Edward C. Cosgrove (Credit: Eileen Buckley)

Edward C. Cosgrove (Credit: Eileen Buckley)

Former FBI agent and former district attorney Edward C. Cosgrove says that he has been in contact with other former FBI agents, and “Most former FBI agents cannot understand why the FBI investigation of former Secretary of State Hillary Clinton has not been concluded.”

He wonders why the investigation has gone on for about a year, and yet it “has not been turned over to the attorney general [Loretta Lynch] for her prosecutive judgment.” (The Buffalo News, 6/17/2016)

June 17, 2016: A “deadman’s switch” file increases speculation that WikiLeaks could soon release more Clinton documents.

(A June 17, 2016 WikiLeaks post, including mention of the "deadman's switch" and a "risk insurance" picture. Credit: public domain)

(A June 17, 2016 WikiLeaks post, including mention of the “deadman’s switch” and a “risk insurance” picture. Credit: public domain)

WikiLeaks posts on the Internet an 88-gigabyte encrypted file labeled “WIKILEAKS INSURANCE,” along with the comment, “Protect our coming publications.” This is believed to be a “deadman’s switch,” meaning that unless WikiLeaks personnel are not there to periodically confirm their status, the file will be automatically decrypted, revealing its contents to those who have downloaded it. WikiLeaks have posted several similar files in previous years.

Heavy.com notes that because of recent comments by WikiLeaks head Julian Assange that the organization will soon be publishing more of Clinton’s emails, “many people are wondering if this insurance file is meant to ensure that WikiLeaks can release potentially damaging information about Hillary Clinton.” The file is large enough to contain millions of files if they are all text-based files, but it could include video or other files that take up much more space.

Heavy.com also notes that the reason WikiLeaks doesn’t simply post the files right away is, “The organization often combs through files to redact any sensitive information that might put lives in danger. The INSURANCE file is typically the unredacted version.” (Heavy.com, 6/17/2016)

June 17, 2016: Some cybersecurity experts doubt the Russian government is behind recent hacking attacks.

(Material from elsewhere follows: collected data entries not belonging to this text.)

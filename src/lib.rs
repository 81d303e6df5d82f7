//! # authgate
//!
//! Authentication, role-based authorization and adaptive per-identity rate
//! limiting for HTTP services, built on actix-web.
//!
//! ## Features
//!
//! - **Token service**: short-lived access tokens and rotating refresh tokens
//!   signed with a shared HMAC secret; only the most recently issued refresh
//!   token of a user can be redeemed
//! - **RBAC**: per-route guards that require any of a set of roles or all of a
//!   set of permissions, resolved from the credential store on every request
//! - **Adaptive rate limiting**: fixed-window counters keyed by user or caller
//!   address, sized by the most permissive policy among the caller's roles
//! - **Audit**: authentication attempts, rate-limit denials and selected
//!   requests are recorded in the audit store
//! - **Pluggable storage**: in-process tables, SQL through sea-orm, shared
//!   counters in Redis
//!
//! ## Running the server
//!
//! ```rust,no_run
//! use authgate::{Config, run_server};
//!
//! #[tokio::main]
//! async fn main() -> Result<(), Box<dyn std::error::Error>> {
//!     let config = Config::from_file("config/authgate.yaml").await?;
//!     run_server(config).await?;
//!     Ok(())
//! }
//! ```
//!
//! ## Embedding the pipeline
//!
//! ```rust,no_run
//! use authgate::{AppState, Config, HttpServer};
//! use authgate::storage::StorageLayer;
//! use actix_web::web;
//!
//! # async fn demo() -> authgate::Result<()> {
//! let state = AppState::new(Config::from_env()?, StorageLayer::in_memory())?;
//! let app = HttpServer::create_app(web::Data::new(state));
//! # let _ = app;
//! # Ok(())
//! # }
//! ```

#![allow(missing_docs)]
#![warn(clippy::all)]
#![allow(clippy::module_inception)]

pub mod auth;
pub mod config;
pub mod core;
pub mod server;
pub mod storage;
pub mod utils;

// Re-export main types
pub use auth::{AuthContext, AuthSystem, Claims, JwtHandler, RbacSystem, Requirement, TokenPair};
pub use config::Config;
pub use core::models::{Permission, Role, User};
pub use core::rate_limiter::{RateLimitPolicy, RateLimiter};
pub use server::{AppState, HttpServer, ServerBuilder, run_server};
pub use utils::error::{GatewayError, Result};

// Version information
/// Current version of the crate
pub const VERSION: &str = env!("CARGO_PKG_VERSION");
/// Name of the crate
pub const NAME: &str = env!("CARGO_PKG_NAME");
/// Description of the crate
pub const DESCRIPTION: &str = env!("CARGO_PKG_DESCRIPTION");

/// Build information
#[derive(Debug, Clone)]
pub struct BuildInfo {
    /// Version number
    pub version: &'static str,
    /// Build time, unix seconds
    pub build_time: &'static str,
    /// Git commit hash
    pub git_hash: &'static str,
}

impl Default for BuildInfo {
    fn default() -> Self {
        Self {
            version: VERSION,
            build_time: env!("BUILD_TIME"),
            git_hash: env!("GIT_HASH"),
        }
    }
}

/// Build information of this binary
pub fn build_info() -> BuildInfo {
    BuildInfo::default()
}
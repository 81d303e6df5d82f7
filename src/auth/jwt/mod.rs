//! JWT token handling
//!
//! Signing and validation of HS256 bearer tokens. Whether a token still
//! belongs to an active user is decided by [`AuthSystem`](crate::auth::AuthSystem).

mod handler;
pub mod types;
mod utils;


pub use types::{Claims, JwtHandler, TokenPair, TokenType};
pub use utils::extract_bearer;
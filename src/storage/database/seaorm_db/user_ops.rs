use crate::core::models::{NewUser, Permission, Role, User};
use crate::core::rate_limiter::RateLimitPolicy;
use crate::storage::CredentialStore;
use crate::utils::error::{GatewayError, Result};
use async_trait::async_trait;
use sea_orm::sea_query::Expr;
use sea_orm::prelude::DateTimeWithTimeZone;
use sea_orm::*;
use tracing::debug;
use uuid::Uuid;

use super::super::entities::{self, user, user_role};
use super::role_ops::{load_roles, require_role_id};
use super::types::SeaOrmDatabase;

impl SeaOrmDatabase {
    async fn hydrate_user<C: ConnectionTrait>(db: &C, model: user::Model) -> Result<User> {
        let role_ids: Vec<Uuid> = entities::UserRole::find()
            .filter(user_role::Column::UserId.eq(model.id))
            .order_by_asc(user_role::Column::Id)
            .all(db)
            .await?
            .into_iter()
            .map(|link| link.role_id)
            .collect();

        let roles = load_roles(db, &role_ids).await?;
        Ok(model.to_domain_user(roles))
    }

    async fn find_user_model(&self, username: &str) -> Result<Option<user::Model>> {
        Ok(entities::User::find()
            .filter(user::Column::Username.eq(username))
            .one(&self.db)
            .await?)
    }

    async fn require_user_model(&self, username: &str) -> Result<user::Model> {
        self.find_user_model(username)
            .await?
            .ok_or_else(|| GatewayError::not_found(format!("User {} not found", username)))
    }
}

#[async_trait]
impl CredentialStore for SeaOrmDatabase {
    async fn find_user_by_username(&self, username: &str) -> Result<Option<User>> {
        debug!("Finding user by username: {}", username);

        match self.find_user_model(username).await? {
            Some(model) => Ok(Some(Self::hydrate_user(&self.db, model).await?)),
            None => Ok(None),
        }
    }

    async fn find_user_by_refresh_token(&self, token: &str) -> Result<Option<User>> {
        let model = entities::User::find()
            .filter(user::Column::RefreshToken.eq(token))
            .one(&self.db)
            .await?;

        match model {
            Some(model) => Ok(Some(Self::hydrate_user(&self.db, model).await?)),
            None => Ok(None),
        }
    }

    async fn record_login(
        &self,
        user_id: Uuid,
        access_token: &str,
        refresh_token: &str,
    ) -> Result<()> {
        debug!("Recording login for user: {}", user_id);

        let now: DateTimeWithTimeZone = chrono::Utc::now().into();
        let result = entities::User::update_many()
            .col_expr(user::Column::AccessToken, Expr::value(access_token.to_string()))
            .col_expr(user::Column::RefreshToken, Expr::value(refresh_token.to_string()))
            .col_expr(user::Column::LastLoginAt, Expr::value(now))
            .col_expr(user::Column::UpdatedAt, Expr::value(now))
            .filter(user::Column::Id.eq(user_id))
            .exec(&self.db)
            .await?;

        if result.rows_affected == 0 {
            return Err(GatewayError::not_found(format!("User {} not found", user_id)));
        }
        Ok(())
    }

    async fn swap_tokens(
        &self,
        user_id: Uuid,
        expected_refresh: &str,
        access_token: &str,
        refresh_token: &str,
    ) -> Result<bool> {
        // Conditional update: only the caller holding the current token matches.
        // A row already carrying the new token is a retried swap that committed.
        let result = entities::User::update_many()
            .col_expr(user::Column::AccessToken, Expr::value(access_token.to_string()))
            .col_expr(user::Column::RefreshToken, Expr::value(refresh_token.to_string()))
            .col_expr(
                user::Column::UpdatedAt,
                Expr::value(DateTimeWithTimeZone::from(chrono::Utc::now())),
            )
            .filter(user::Column::Id.eq(user_id))
            .filter(user::Column::RefreshToken.is_in([expected_refresh, refresh_token]))
            .exec(&self.db)
            .await?;

        Ok(result.rows_affected == 1)
    }

    async fn create_user(&self, new_user: NewUser) -> Result<User> {
        debug!("Creating user: {}", new_user.username);

        let taken = entities::User::find()
            .filter(
                Condition::any()
                    .add(user::Column::Username.eq(new_user.username.as_str()))
                    .add(user::Column::Email.eq(new_user.email.as_str())),
            )
            .one(&self.db)
            .await?;

        if let Some(existing) = taken {
            let message = if existing.username == new_user.username {
                format!("Username {} already exists", new_user.username)
            } else {
                format!("Email {} already exists", new_user.email)
            };
            return Err(GatewayError::conflict(message));
        }

        let model = user::Model::from_new_user(&new_user).insert(&self.db).await?;
        Ok(model.to_domain_user(Vec::new()))
    }

    async fn set_user_active(&self, username: &str, is_active: bool) -> Result<User> {
        let model = self.require_user_model(username).await?;

        let mut active: user::ActiveModel = model.into();
        active.is_active = Set(is_active);
        active.updated_at = Set(chrono::Utc::now().into());
        let updated = active.update(&self.db).await?;

        Self::hydrate_user(&self.db, updated).await
    }

    async fn upsert_role(
        &self,
        name: &str,
        rate_limit: RateLimitPolicy,
        permissions: &[String],
    ) -> Result<Role> {
        self.upsert_role_row(name, rate_limit, permissions).await
    }

    async fn find_role_by_name(&self, name: &str) -> Result<Option<Role>> {
        self.find_role_row(name).await
    }

    async fn list_roles(&self) -> Result<Vec<Role>> {
        self.list_role_rows().await
    }

    async fn list_permissions(&self) -> Result<Vec<Permission>> {
        self.list_permission_rows().await
    }

    async fn assign_role(&self, username: &str, role_name: &str) -> Result<User> {
        let model = self.require_user_model(username).await?;
        let role_id = require_role_id(&self.db, role_name).await?;

        let already = entities::UserRole::find()
            .filter(user_role::Column::UserId.eq(model.id))
            .filter(user_role::Column::RoleId.eq(role_id))
            .one(&self.db)
            .await?;

        if already.is_none() {
            entities::UserRole::insert(user_role::ActiveModel {
                id: NotSet,
                user_id: Set(model.id),
                role_id: Set(role_id),
            })
            .exec(&self.db)
            .await?;
        }

        Self::hydrate_user(&self.db, model).await
    }

    async fn revoke_role(&self, username: &str, role_name: &str) -> Result<User> {
        let model = self.require_user_model(username).await?;
        let role_id = require_role_id(&self.db, role_name).await?;

        entities::UserRole::delete_many()
            .filter(user_role::Column::UserId.eq(model.id))
            .filter(user_role::Column::RoleId.eq(role_id))
            .exec(&self.db)
            .await?;

        Self::hydrate_user(&self.db, model).await
    }

    async fn health_check(&self) -> Result<()> {
        self.ping().await
    }
}
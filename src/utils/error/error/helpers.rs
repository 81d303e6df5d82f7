//! Helper functions for creating specific error types

use super::types::GatewayError;

/// Helper functions for creating specific errors
impl GatewayError {
    pub fn config<S: Into<String>>(message: S) -> Self {
        Self::Config(message.into())
    }

    pub fn crypto<S: Into<String>>(message: S) -> Self {
        Self::Crypto(message.into())
    }

    pub fn validation<S: Into<String>>(message: S) -> Self {
        Self::Validation(message.into())
    }

    pub fn not_found<S: Into<String>>(message: S) -> Self {
        Self::NotFound(message.into())
    }

    pub fn conflict<S: Into<String>>(message: S) -> Self {
        Self::Conflict(message.into())
    }

    pub fn internal<S: Into<String>>(message: S) -> Self {
        Self::Internal(message.into())
    }

    pub fn timeout<S: Into<String>>(operation: S) -> Self {
        Self::InfrastructureTimeout(operation.into())
    }

    pub fn missing_claim<S: Into<String>>(claim: S) -> Self {
        Self::MissingRequiredClaim(claim.into())
    }

    pub fn too_many_requests(retry_after_secs: u64) -> Self {
        Self::TooManyRequests { retry_after_secs }
    }

    /// Whether this error is one of the authentication failures answered with 401
    pub fn is_authentication_failure(&self) -> bool {
        matches!(
            self,
            Self::MissingToken
                | Self::MalformedToken
                | Self::ExpiredToken
                | Self::MissingRequiredClaim(_)
                | Self::CredentialsInvalid
                | Self::InexistentUsername(_)
                | Self::InactiveUser(_)
        )
    }

    /// Whether a bounded internal retry may be attempted
    pub fn is_retryable(&self) -> bool {
        matches!(self, Self::InfrastructureTimeout(_))
    }
}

Nathaniel Gleicher (Credit: Carmen Holt)

Nathaniel Gleicher (Credit: Carmen Holt)

Time Magazine notes that although CrowdStrike, the cybersecurity firm hired by the DNC [Democratic National Committee] to stop the hacking of their computer network, claims the Russian government is behind the attacks, other security experts are skeptical. Someone calling themselves “Guccifer 2.0” has posted some files that appear to come from the DNC hack, and that person claims to be a “lone hacker.”

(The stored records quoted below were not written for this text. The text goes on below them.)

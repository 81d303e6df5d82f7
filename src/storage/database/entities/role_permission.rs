use sea_orm::entity::prelude::*;
use serde::{Deserialize, Serialize};

/// Role-permission association, ordered by insertion id
#[derive(Clone, Debug, PartialEq, DeriveEntityModel, Eq, Serialize, Deserialize)]
#[sea_orm(table_name = "roles_x_permissions")]
pub struct Model {
    #[sea_orm(primary_key)]
    pub id: i32,
    pub role_id: Uuid,
    pub permission_id: Uuid,
}

#[derive(Copy, Clone, Debug, EnumIter, DeriveRelation)]
pub enum Relation {
    #[sea_orm(
        belongs_to = "super::role::Entity",
        from = "Column::RoleId",
        to = "super::role::Column::Id",
        on_delete = "Cascade"
    )]
    Role,
    #[sea_orm(
        belongs_to = "super::permission::Entity",
        from = "Column::PermissionId",
        to = "super::permission::Column::Id",
        on_delete = "Cascade"
    )]
    Permission,
}

impl Related<super::role::Entity> for Entity {
    fn to() -> RelationDef {
        Relation::Role.def()
    }
}

impl Related<super::permission::Entity> for Entity {
    fn to() -> RelationDef {
        Relation::Permission.def()
    }
}

impl ActiveModelBehavior for ActiveModel {}
//! Test fixtures and request builders
//!
//! Fixtures build real stores and a real [`AppState`]; nothing is mocked.

use actix_web::http::header::AUTHORIZATION;
use actix_web::test::TestRequest;
use actix_web::web;
use authgate::auth::password::hash_password;
use authgate::config::CredentialBackend;
use authgate::core::models::{NewUser, User};
use authgate::storage::{CredentialStore, MemoryStore, StorageLayer, bootstrap};
use authgate::{AppState, Config, RateLimitPolicy};
use std::net::SocketAddr;
use std::sync::Arc;

/// Signing secret used by every fixture
pub const SECRET: &str = "integration-test-secret-0123456789abcdefgh";

/// Password of every fixture user
pub const PASSWORD: &str = "correct horse battery staple";

/// Address every request appears to come from
pub const PEER: &str = "198.51.100.20:41000";

/// Memory-backed configuration with a generous anonymous policy
pub fn test_config() -> Config {
    let mut config = Config::default();
    config.gateway.auth.jwt_secret = SECRET.to_string();
    config.gateway.storage.backend = CredentialBackend::Memory;
    config.gateway.rate_limit.default_policy = RateLimitPolicy::per_minute(100).ok();
    config
}

/// One gateway over one shared in-process store
pub struct TestGateway {
    pub store: Arc<MemoryStore>,
    pub state: web::Data<AppState>,
}

impl TestGateway {
    /// Gateway over [`test_config`] with the default roles seeded
    pub async fn new() -> Self {
        Self::with_config(test_config()).await
    }

    pub async fn with_config(config: Config) -> Self {
        let store = Arc::new(MemoryStore::new());
        bootstrap::run(store.as_ref(), &config.gateway.bootstrap)
            .await
            .expect("Failed to seed roles");

        let state = AppState::new(config, StorageLayer::from_memory(store.clone()))
            .expect("Failed to build application state");

        Self {
            store,
            state: web::Data::new(state),
        }
    }

    pub fn data(&self) -> web::Data<AppState> {
        self.state.clone()
    }

    /// Create an active user with [`PASSWORD`] and assign `roles` in order
    pub async fn add_user(&self, username: &str, roles: &[&str]) -> User {
        let hash = hash_password(PASSWORD).expect("Failed to hash password");
        let mut user = self
            .store
            .create_user(NewUser::new(username, format!("{username}@example.com"), hash))
            .await
            .expect("Failed to create user");

        for role in roles {
            user = self
                .store
                .assign_role(username, role)
                .await
                .expect("Failed to assign role");
        }
        user
    }

    /// Replace the policy of a seeded role, keeping its permissions
    pub async fn set_role_policy(&self, role: &str, policy: RateLimitPolicy) {
        let existing = self
            .store
            .find_role_by_name(role)
            .await
            .unwrap()
            .expect("Role is not seeded");
        self.store
            .upsert_role(role, policy, &existing.permissions)
            .await
            .expect("Failed to update role");
    }

    /// A signed access token for `username` without going through login
    pub fn access_token(&self, username: &str) -> String {
        self.state
            .auth
            .jwt()
            .create_token_pair(username, Vec::new())
            .expect("Failed to issue token")
            .access_token
    }
}

fn peer() -> SocketAddr {
    PEER.parse().unwrap()
}

/// `POST /auth/token` with form credentials
pub fn token_request(username: &str, password: &str) -> TestRequest {
    TestRequest::post()
        .uri("/auth/token")
        .peer_addr(peer())
        .set_form([("username", username), ("password", password)])
}

/// `POST /auth/refresh` with a JSON body
pub fn refresh_request(refresh_token: &str) -> TestRequest {
    TestRequest::post()
        .uri("/auth/refresh")
        .peer_addr(peer())
        .set_json(serde_json::json!({ "refresh_token": refresh_token }))
}

pub fn get(path: &str) -> TestRequest {
    TestRequest::get().uri(path).peer_addr(peer())
}

pub fn with_bearer(req: TestRequest, token: &str) -> TestRequest {
    req.insert_header((AUTHORIZATION, format!("Bearer {token}")))
}
use sea_orm_migration::prelude::*;

#[derive(DeriveMigrationName)]
pub struct Migration;

#[async_trait::async_trait]
impl MigrationTrait for Migration {
    async fn up(&self, manager: &SchemaManager) -> Result<(), DbErr> {
        manager
            .create_table(
                Table::create()
                    .table(RequestLogs::Table)
                    .if_not_exists()
                    .col(
                        ColumnDef::new(RequestLogs::Id)
                            .integer()
                            .not_null()
                            .auto_increment()
                            .primary_key(),
                    )
                    .col(ColumnDef::new(RequestLogs::UserId).uuid().null())
                    .col(ColumnDef::new(RequestLogs::Identity).string().not_null())
                    .col(ColumnDef::new(RequestLogs::ClientIp).string().not_null())
                    .col(ColumnDef::new(RequestLogs::Method).string().not_null())
                    .col(ColumnDef::new(RequestLogs::Path).text().not_null())
                    .col(ColumnDef::new(RequestLogs::Query).text().null())
                    .col(ColumnDef::new(RequestLogs::Status).integer().not_null())
                    .col(
                        ColumnDef::new(RequestLogs::DurationMs)
                            .big_integer()
                            .not_null(),
                    )
                    .col(
                        ColumnDef::new(RequestLogs::CreatedAt)
                            .timestamp_with_time_zone()
                            .not_null()
                            .default(Expr::current_timestamp()),
                    )
                    .to_owned(),
            )
            .await?;

        manager
            .create_table(
                Table::create()
                    .table(AuthLogs::Table)
                    .if_not_exists()
                    .col(
                        ColumnDef::new(AuthLogs::Id)
                            .integer()
                            .not_null()
                            .auto_increment()
                            .primary_key(),
                    )
                    .col(ColumnDef::new(AuthLogs::UserId).uuid().null())
                    .col(ColumnDef::new(AuthLogs::Username).string().null())
                    .col(ColumnDef::new(AuthLogs::Success).boolean().not_null())
                    .col(ColumnDef::new(AuthLogs::Message).text().not_null())
                    .col(ColumnDef::new(AuthLogs::ClientIp).string().not_null())
                    .col(ColumnDef::new(AuthLogs::Endpoint).string().not_null())
                    .col(ColumnDef::new(AuthLogs::Method).string().not_null())
                    .col(
                        ColumnDef::new(AuthLogs::CreatedAt)
                            .timestamp_with_time_zone()
                            .not_null()
                            .default(Expr::current_timestamp()),
                    )
                    .to_owned(),
            )
            .await?;

        manager
            .create_table(
                Table::create()
                    .table(RateLimitLogs::Table)
                    .if_not_exists()
                    .col(
                        ColumnDef::new(RateLimitLogs::Id)
                            .integer()
                            .not_null()
                            .auto_increment()
                            .primary_key(),
                    )
                    .col(ColumnDef::new(RateLimitLogs::UserId).uuid().null())
                    .col(ColumnDef::new(RateLimitLogs::Identity).string().not_null())
                    .col(ColumnDef::new(RateLimitLogs::Route).text().not_null())
                    .col(ColumnDef::new(RateLimitLogs::Policy).string().not_null())
                    .col(
                        ColumnDef::new(RateLimitLogs::CreatedAt)
                            .timestamp_with_time_zone()
                            .not_null()
                            .default(Expr::current_timestamp()),
                    )
                    .to_owned(),
            )
            .await?;

        manager
            .create_index(
                Index::create()
                    .if_not_exists()
                    .name("idx_request_logs_created_at")
                    .table(RequestLogs::Table)
                    .col(RequestLogs::CreatedAt)
                    .to_owned(),
            )
            .await?;

        Ok(())
    }

    async fn down(&self, manager: &SchemaManager) -> Result<(), DbErr> {
        manager
            .drop_table(Table::drop().table(RateLimitLogs::Table).to_owned())
            .await?;
        manager
            .drop_table(Table::drop().table(AuthLogs::Table).to_owned())
            .await?;
        manager
            .drop_table(Table::drop().table(RequestLogs::Table).to_owned())
            .await
    }
}

#[derive(DeriveIden)]
enum RequestLogs {
    Table,
    Id,
    UserId,
    Identity,
    ClientIp,
    Method,
    Path,
    Query,
    Status,
    DurationMs,
    CreatedAt,
}

#[derive(DeriveIden)]
enum AuthLogs {
    Table,
    Id,
    UserId,
    Username,
    Success,
    Message,
    ClientIp,
    Endpoint,
    Method,
    CreatedAt,
}

#[derive(DeriveIden)]
enum RateLimitLogs {
    Table,
    Id,
    UserId,
    Identity,
    Route,
    Policy,
    CreatedAt,
}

CrowdStrike asserts this is just an effort to sow confusion about Russian involvement, but some experts doubt that as well.

Nathaniel Gleicher, the former director for cybersecurity policy on the NSC [National Security Council], says, “Attribution is incredibly difficult—I wouldn’t say impossible, but it’s very difficult.”

Reg Harnish, the CEO of the cybersecurity company GreyCastle Security, says the final answer may still be unknown, with political intrigues complicating the picture. “I’ve been personally involved in hundreds of these investigations, and you just don’t end up in the same place where you began. […] I think there’s a lot of misinformation out there right now.”

Scott Borg, the head of the US Cyber Consequences Unit, echoed the skepticism. “Our best guess is that the second (and apparently less skillful) of the two intruders was not Russian intelligence. We are also uncertain about the first group.”